In 2018, PLF sued New York Mayor Bill de Blasio, challenging his proposed changes to the admissions policies of New York City's specialized high schools. De Blasio proposed expanding the Discovery program, which admits students just under the cutoff for the admissions test, from 6% to 20% of all students accepted, a move which he claimed would increase black and Hispanic diversity in those schools. PLF represents Asian-American parents and advocacy groups who claim that the mayor's plans discriminates against Asian-American students and amounts to unconstitutional racial balancing.

In Hurley v. Gast PLF challenged the state of Iowa's law requiring a fixed "gender balance" on the State Judicial Nominating Commission. This law mandated that each district's two elected commissioners must consist of one male and one female. As a result of staggered elections, only one vacant seat appeared on the ballot in each district, and candidates were only eligible to run if they matched the departing commissioner's gender. In January 2024, the district court ruled in favor of Hurley, finding that Iowa had failed to demonstrate how its sex-based classification “a presumptively invalid state action,” could withstand heightened scrutiny. The court concluded that Iowa Code § 46.2(1) violated the Equal Protection Clause of the Fourteenth Amendment of the United States Constitution. The court further ordered the State Court Administrator to cease the enforcement of Iowa Code § 46.2(1), removing gender balancing from future elections.

=== Separation of powers ===
PLF has litigated several cases arguing for citizen access to judicial review. In Sackett v. Environmental Protection Agency, the Supreme Court held that the Sacketts could go to court to challenge an EPA compliance order. In U.S. Army Corps of Engineers v. Hawkes Co., Inc, the Court held that a jurisdictional determination that the property in question constituted "waters of the United States" was a final agency action subject to judicial review.

In 2017, PLF began studying and commenting on the Congressional Review Act as a tool to eliminate regulations. In 2018, they filed two lawsuits demanding that regulatory agencies follow the CRA and submit their new rules to Congress.

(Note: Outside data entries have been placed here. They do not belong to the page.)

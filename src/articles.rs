use siteconf_core::Source;
use siteconf_core::SourcePath;

use crate::error::Result;
use crate::siteconf_model::ArticleMeta;
use crate::Config;

/// File extensions treated as article sources.
pub const ARTICLE_EXTENSIONS: &[&str] = &["md", "markdown", "mdown"];

/// Article sources under the content directory.
///
/// Excluded directories and static paths are skipped, as are hidden files.
pub fn discover(config: &Config) -> Result<Vec<SourcePath>> {
    let mut ignores = vec![".*".to_owned()];
    ignores.extend(
        config
            .article_excludes
            .iter()
            .chain(config.static_paths.iter())
            .map(|p| format!("/{p}")),
    );
    log::trace!("Article ignores: {ignores:?}");

    let source = Source::new(&config.source, ignores.iter().map(String::as_str))?;
    let articles = source
        .iter()
        .filter(|file| {
            file.rel_path
                .extension()
                .is_some_and(|ext| ARTICLE_EXTENSIONS.contains(&ext))
        })
        .collect();
    Ok(articles)
}

/// Metadata derived from an article's file name.
pub fn meta_for(file: &SourcePath) -> ArticleMeta {
    let name = file.rel_path.file_name().unwrap_or_default();
    ArticleMeta::from_file_name(name)
}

In 2018, PLF launched a campaign to end what it characterizes as unconstitutional regulation through litigation, legislation, and executive action, focusing on restoring its interpretation of an original understanding of the separation of powers. PLF launched a legal challenge of FDA's Deeming Rule, arguing that it was signed by a career civil servant, rather than an officer of the United States as required by the appointments clause of the Constitution. In 2019, PLF released a study of 2,952 rules issued by HHS between 2001 and the beginning of the Trump administration which claimed that 71% were issued unconstitutionally, the majority being signed by career executive employees (civil servants), not "an officer of the United States." The study found that 98% of the FDA's rules issued in that time period were issued by career employees.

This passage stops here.